A more meaningful measure of market access is how much of a given economy’s value added ends up being consumed in China or the United States, reflecting where East Asian countries’ demand for exports ultimately resides. According to the OECD’s Trade in Value-Added database, the balance of value-added incorporated into final ASEAN demand was a $14 billion surplus with China and a $56 billion surplus with the US. for the latest available year (2018). South Korea is the only major economy in the region that is generally much more dependent on Chinese final demand than US final demand.
Therefore, despite ASEAN’s apparent trade deficit with China, it is becoming more dependent on Chinese demand. On the other hand, the US market is still much larger than China’s. the part of private consumption relative to Gross Domestic Product it is 38 percent in China and 68 percent in the United States. Even in the face of recent US policies aimed at limiting reliance on manufacturing imports and Chinese policies seeking to prop up domestic demand, US market power remains unmatched.
The limits of separation
These different roles that the US and China play in the East Asian economic system are a result of the different fundamentals of their national economies.
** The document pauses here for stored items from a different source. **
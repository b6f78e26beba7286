//! Property-based tests for the module registry

use fuelq::client::modules::{Module, ModuleRegistry, StaticModuleSource};
use proptest::prelude::*;
use std::sync::Arc;

const NAMES: [&str; 5] = ["navigation", "theme", "analytics", "components", "forum"];

struct Marker;

impl Module for Marker {}

proptest! {
    #[test]
    fn test_register_keeps_first_position_and_last_instance(
        order in prop::collection::vec(0..NAMES.len(), 1..30),
    ) {
        let runtime = tokio::runtime::Runtime::new().unwrap();
        runtime.block_on(async {
            let registry = ModuleRegistry::new(Arc::new(StaticModuleSource::new()));
            let mut instances: Vec<(usize, Arc<dyn Module>)> = Vec::new();
            for index in &order {
                let module: Arc<dyn Module> = Arc::new(Marker);
                registry.register(NAMES[*index], module.clone()).await;
                instances.push((*index, module));
            }

            let mut expected: Vec<&str> = Vec::new();
            for index in &order {
                if !expected.contains(&NAMES[*index]) {
                    expected.push(NAMES[*index]);
                }
            }
            prop_assert_eq!(registry.names().await, expected.clone());
            prop_assert_eq!(registry.len().await, expected.len());

            for name in expected {
                let last = instances
                    .iter()
                    .rev()
                    .find(|(index, _)| NAMES[*index] == name)
                    .map(|(_, module)| module.clone())
                    .unwrap();
                let registered = registry.get_module(name).await.unwrap();
                prop_assert!(Arc::ptr_eq(&registered, &last));
            }
            Ok(())
        })?;
    }
}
China has followed a growth model based on production and investment in recent decades, while the United States is a heavily financialized post-industrial economy, sustained by high consumption and its central position in the global financial order. These fundamentals will prove more difficult to shape than unilaterally altering trade policies.
On the one hand, this means that attempts to isolate China are limited by economic realities. “Friend assignment”, “close locating”, and newfound industrial policies in the US (and Europe) could very well lead to diversification of US imports, lessen perceived national security risks associated with import dependency and provide economic benefits to ASEAN. shifting part of China’s manufacturing activity to Southeast Asia. However, these policies are unlikely to fundamentally challenge China’s central position in regional trade and production networks in the medium term. like Apple’s you fight By diversifying iPhone production, China-centric production networks are not easy to replicate in other countries, as Chinese logistics and suppliers possess significant advantages.
On the other hand, while China is undoubtedly becoming more important to regional economies as a market and source of financial capital, the United States and its developed allies remain the main providers of demand, capital, and technology to the region, including China. . Stepping up regional integration through the Regional Comprehensive Economic Partnership (RCEP) and the Comprehensive and Progressive Agreement for Trans-Pacific Partnership (CPTPP) would mitigate the costs of potential loss of the US market, but these frameworks could only provide an alternative if they also provide more demand and capital.
At the same time, US security interests vis-à-vis China can only be ensured with its regional allies and partners, countries that would suffer severe economic losses in the event of a decisive decoupling, even in the face of limited benefits. -Shoring would provide. As regional leaders pointthey need both great powers to remain committed to East Asia, and economic realities suggest they would do well to do so.